◆ **WHAT THE TASK REQUIRES**
How many lines below contain the word "push"? Answer with that number alone.

◆ **TASK INPUT**

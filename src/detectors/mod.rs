//! Detection passes.
//!
//! Each pass is a [`Detector`] strategy producing findings of one category
//! from the paragraph sequence. Passes never see each other's output, and
//! each one draws from its own random stream, so enabling or disabling one
//! pass never changes what another reports.

mod citation;
mod clarity;
mod grammar;
mod similarity;
mod spelling;
mod structure;
mod style;

pub use citation::CitationDetector;
pub use clarity::ClarityDetector;
pub use grammar::GrammarDetector;
pub use similarity::SimilarityDetector;
pub use spelling::SpellingDetector;
pub use structure::StructureDetector;
pub use style::StyleDetector;

use log::debug;
use rand::rngs::StdRng;
use rand::{Rng, RngCore, SeedableRng};

use crate::config::AnalysisOptions;
use crate::types::{Citation, Finding, IssueKind};

pub trait Detector: Send + Sync {
    fn name(&self) -> &'static str;

    fn kind(&self) -> IssueKind;

    fn enabled(&self, options: &AnalysisOptions) -> bool;

    fn detect(
        &self,
        paragraphs: &[String],
        options: &AnalysisOptions,
        rng: &mut dyn RngCore,
    ) -> DetectorOutput;
}

#[derive(Debug, Default)]
pub struct DetectorOutput {
    pub findings: Vec<Finding>,
    pub citations: Vec<Citation>,
}

impl DetectorOutput {
    pub fn new() -> Self {
        Self::default()
    }

    pub fn push(&mut self, finding: Finding) {
        self.findings.push(finding);
    }

    fn merge(&mut self, other: DetectorOutput) {
        self.findings.extend(other.findings);
        self.citations.extend(other.citations);
    }
}

/// All passes, in reporting order.
pub fn default_detectors() -> Vec<Box<dyn Detector>> {
    vec![
        Box::new(GrammarDetector),
        Box::new(SpellingDetector),
        Box::new(StyleDetector),
        Box::new(StructureDetector),
        Box::new(ClarityDetector),
        Box::new(CitationDetector),
        Box::new(SimilarityDetector),
    ]
}

/// Run every enabled detector and join their output.
pub fn run_detectors(
    detectors: &[Box<dyn Detector>],
    paragraphs: &[String],
    options: &AnalysisOptions,
    rng: &mut dyn RngCore,
) -> DetectorOutput {
    let base_seed: u64 = rng.random();
    let mut joined = DetectorOutput::new();

    for detector in detectors {
        if !detector.enabled(options) {
            continue;
        }
        let mut stream = StdRng::seed_from_u64(base_seed ^ salt(detector.name()));
        let out = detector.detect(paragraphs, options, &mut stream);
        debug!(
            "{} detector ({}): {} findings, {} citations",
            detector.name(),
            detector.kind(),
            out.findings.len(),
            out.citations.len()
        );
        joined.merge(out);
    }
    joined
}

fn salt(name: &str) -> u64 {
    // FNV-1a
    name.bytes().fold(0xcbf2_9ce4_8422_2325, |h, b| {
        (h ^ u64::from(b)).wrapping_mul(0x0100_0000_01b3)
    })
}

// ---------------------------------------------------------------------------
// Helpers
// ---------------------------------------------------------------------------

/// Capitalise `replacement` when the text it replaces starts with a capital.
pub(crate) fn match_case(matched: &str, replacement: &str) -> String {
    let starts_upper = matched.chars().next().is_some_and(char::is_uppercase);
    if !starts_upper {
        return replacement.to_string();
    }
    let mut chars = replacement.chars();
    match chars.next() {
        Some(first) => first.to_uppercase().chain(chars).collect(),
        None => String::new(),
    }
}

◆ **WRITTEN SOLUTION**
2